Stored items

--

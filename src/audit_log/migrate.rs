//! One-time conversion of the legacy whole-array log format.
//!
//! Older installations stored a project's history as a single pretty-printed
//! JSON array. On first access such a file is renamed to `<name>.bak`, parsed,
//! and rewritten at the original path as one event per line. A backup that
//! does not parse is moved to `<name>.corrupt` so it is never retried.

use std::fs::File;
use std::io::{BufReader, BufWriter, Read, Write};
use std::path::{Path, PathBuf};

use anyhow::Context;

/// Suffix appended to the log file name for the pre-migration copy.
pub const BACKUP_SUFFIX: &str = ".bak";
/// Suffix appended to the log file name for a legacy file that failed to parse.
pub const CORRUPT_SUFFIX: &str = ".corrupt";

#[derive(Debug, Clone, PartialEq, Eq)]
pub enum MigrationOutcome {
    /// Already line-oriented, empty, or absent.
    NotNeeded,
    Migrated { events: usize, backup: PathBuf },
    Quarantined { corrupt: PathBuf, reason: String },
}

/// `<dir>/<file name><suffix>`.
pub fn sibling(path: &Path, suffix: &str) -> PathBuf {
    let filename = path
        .file_name()
        .map(|f| f.to_string_lossy().to_string())
        .unwrap_or_default();
    path.with_file_name(format!("{filename}{suffix}"))
}

/// Check-and-migrate. Idempotent: a line-oriented file is left untouched.
///
/// A missing log next to an existing backup means an earlier migration was
/// interrupted after the rename; the backup is migrated again.
pub fn migrate_legacy(log_path: &Path) -> anyhow::Result<MigrationOutcome> {
    let backup = sibling(log_path, BACKUP_SUFFIX);

    if log_path.exists() {
        if first_significant_byte(log_path)? != Some(b'[') {
            return Ok(MigrationOutcome::NotNeeded);
        }
        std::fs::rename(log_path, &backup).with_context(|| {
            format!(
                "failed to move legacy log {} to {}",
                log_path.display(),
                backup.display()
            )
        })?;
    } else if !backup.exists() {
        return Ok(MigrationOutcome::NotNeeded);
    }

    let events = match read_legacy_array(&backup) {
        Ok(events) => events,
        Err(err) => {
            let corrupt = sibling(log_path, CORRUPT_SUFFIX);
            std::fs::rename(&backup, &corrupt).with_context(|| {
                format!("failed to quarantine {} as {}", backup.display(), corrupt.display())
            })?;
            tracing::error!(
                log = %log_path.display(),
                corrupt = %corrupt.display(),
                error = %err,
                "legacy audit log is not a valid JSON array; quarantined, history starts empty"
            );
            return Ok(MigrationOutcome::Quarantined {
                corrupt,
                reason: err.to_string(),
            });
        }
    };

    write_lines(log_path, &events)?;
    tracing::info!(
        log = %log_path.display(),
        events = events.len(),
        "migrated legacy audit log to line format"
    );
    Ok(MigrationOutcome::Migrated {
        events: events.len(),
        backup,
    })
}

/// First non-whitespace byte of the file, `None` if it is empty or blank.
fn first_significant_byte(path: &Path) -> anyhow::Result<Option<u8>> {
    let file = File::open(path).with_context(|| format!("failed to open {}", path.display()))?;
    for byte in BufReader::new(file).bytes() {
        let byte = byte?;
        if !byte.is_ascii_whitespace() {
            return Ok(Some(byte));
        }
    }
    Ok(None)
}

fn read_legacy_array(path: &Path) -> anyhow::Result<Vec<serde_json::Value>> {
    let file = File::open(path).with_context(|| format!("failed to open {}", path.display()))?;
    let events: Vec<serde_json::Value> = serde_json::from_reader(BufReader::new(file))?;
    Ok(events)
}

/// Write the events one per line, atomically replacing `log_path`.
///
/// Writes a temp file in the same directory, syncs it, then renames it over
/// the target.
fn write_lines(log_path: &Path, events: &[serde_json::Value]) -> anyhow::Result<()> {
    let dir = match log_path.parent() {
        Some(p) if !p.as_os_str().is_empty() => p.to_path_buf(),
        _ => PathBuf::from("."),
    };
    let tmp = tempfile::NamedTempFile::new_in(&dir)?;
    {
        let mut writer = BufWriter::new(tmp.as_file());
        for event in events {
            serde_json::to_writer(&mut writer, event)?;
            writer.write_all(b"\n")?;
        }
        writer.flush()?;
    }
    tmp.as_file().sync_all()?;
    tmp.persist(log_path).map_err(|err| {
        let kind = err.error.kind();
        anyhow::anyhow!(
            "failed to write migrated log {} ({kind:?}): {}",
            log_path.display(),
            err.error
        )
    })?;
    Ok(())
}

#[cfg(test)]
mod tests {
    use super::*;
    use crate::audit_log::AuditLog;
    use crate::event::{ChangeEvent, ChangeKind};

    const LEGACY: &str = r#"[
  {
    "id": "evt-1700000000002-ccccc",
    "type": "DELETED",
    "path": "a.txt",
    "timestamp": "2023-11-14T22:13:22.000Z",
    "user": "bob",
    "projectPath": "/proj",
    "previousSnapshotId": "evt-1700000000001-bbbbb"
  },
  {
    "id": "evt-1700000000001-bbbbb",
    "type": "MODIFIED",
    "path": "a.txt",
    "timestamp": "2023-11-14T22:13:21.000Z",
    "user": "bob",
    "projectPath": "/proj",
    "snapshotId": "evt-1700000000001-bbbbb",
    "previousSnapshotId": "evt-1700000000000-aaaaa"
  },
  {
    "id": "evt-1700000000000-aaaaa",
    "type": "CREATED",
    "path": "a.txt",
    "timestamp": "2023-11-14T22:13:20.000Z",
    "user": "alice",
    "projectPath": "/proj",
    "snapshotId": "evt-1700000000000-aaaaa"
  }
]"#;

    #[test]
    fn test_single_element_legacy_file_becomes_one_line() {
        let dir = tempfile::tempdir().unwrap();
        let log_path = dir.path().join("change_log.json");
        std::fs::write(
            &log_path,
            r#"[{"id":"e1","type":"CREATED","path":"a.txt","timestamp":"2024-01-01T00:00:00.000Z","user":"alice","projectPath":"/proj"}]"#,
        )
        .unwrap();

        let outcome = migrate_legacy(&log_path).unwrap();
        assert!(matches!(outcome, MigrationOutcome::Migrated { events: 1, .. }));

        let raw = std::fs::read_to_string(&log_path).unwrap();
        assert_eq!(raw.lines().count(), 1);
        assert!(raw.starts_with('{'));
        assert!(sibling(&log_path, BACKUP_SUFFIX).exists());
    }

    #[test]
    fn test_migration_round_trip_preserves_array_order() {
        let dir = tempfile::tempdir().unwrap();
        let log_path = dir.path().join("change_log.json");
        std::fs::write(&log_path, LEGACY).unwrap();
        let original: Vec<ChangeEvent> = serde_json::from_str(LEGACY).unwrap();

        let log = AuditLog::open(&log_path).unwrap();
        assert!(matches!(log.migration(), MigrationOutcome::Migrated { events: 3, .. }));

        let streamed: Vec<ChangeEvent> = log.stream().unwrap().collect();
        assert_eq!(streamed, original);
        assert_eq!(streamed[0].kind(), ChangeKind::Deleted);
    }

    #[test]
    fn test_second_run_is_noop() {
        let dir = tempfile::tempdir().unwrap();
        let log_path = dir.path().join("change_log.json");
        std::fs::write(&log_path, LEGACY).unwrap();

        migrate_legacy(&log_path).unwrap();
        let after_first = std::fs::read_to_string(&log_path).unwrap();
        let backup = sibling(&log_path, BACKUP_SUFFIX);
        let backup_before = std::fs::read_to_string(&backup).unwrap();

        assert_eq!(migrate_legacy(&log_path).unwrap(), MigrationOutcome::NotNeeded);
        assert_eq!(std::fs::read_to_string(&log_path).unwrap(), after_first);
        assert_eq!(std::fs::read_to_string(&backup).unwrap(), backup_before);
        assert!(!sibling(&log_path, CORRUPT_SUFFIX).exists());
    }

    #[test]
    fn test_line_oriented_file_creates_no_side_files() {
        let dir = tempfile::tempdir().unwrap();
        let log_path = dir.path().join("change_log.json");
        std::fs::write(&log_path, "  \n{\"id\":\"x\"}\n").unwrap();

        for _ in 0..2 {
            assert_eq!(migrate_legacy(&log_path).unwrap(), MigrationOutcome::NotNeeded);
        }
        assert!(!sibling(&log_path, BACKUP_SUFFIX).exists());
        assert!(!sibling(&log_path, CORRUPT_SUFFIX).exists());
    }

    #[test]
    fn test_corrupt_legacy_file_is_quarantined_once() {
        let dir = tempfile::tempdir().unwrap();
        let log_path = dir.path().join("change_log.json");
        std::fs::write(&log_path, "[{\"id\": \"e1\", ").unwrap();

        let outcome = migrate_legacy(&log_path).unwrap();
        assert!(matches!(outcome, MigrationOutcome::Quarantined { .. }));
        assert!(!log_path.exists());
        assert!(!sibling(&log_path, BACKUP_SUFFIX).exists());
        assert!(sibling(&log_path, CORRUPT_SUFFIX).exists());

        // Nothing left to retry on the next access.
        assert_eq!(migrate_legacy(&log_path).unwrap(), MigrationOutcome::NotNeeded);
        assert!(sibling(&log_path, CORRUPT_SUFFIX).exists());
    }

    #[test]
    fn test_interrupted_migration_resumes_from_backup() {
        let dir = tempfile::tempdir().unwrap();
        let log_path = dir.path().join("change_log.json");
        std::fs::write(sibling(&log_path, BACKUP_SUFFIX), LEGACY).unwrap();

        let outcome = migrate_legacy(&log_path).unwrap();
        assert!(matches!(outcome, MigrationOutcome::Migrated { events: 3, .. }));
        assert_eq!(std::fs::read_to_string(&log_path).unwrap().lines().count(), 3);
    }
}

--

Work request:
Each line of the data that holds "original" should be copied.

Answer to the exercise:
//! and rewritten at the original path as one event per line. A backup that
        let original: Vec<ChangeEvent> = serde_json::from_str(LEGACY).unwrap();
        assert_eq!(streamed, original);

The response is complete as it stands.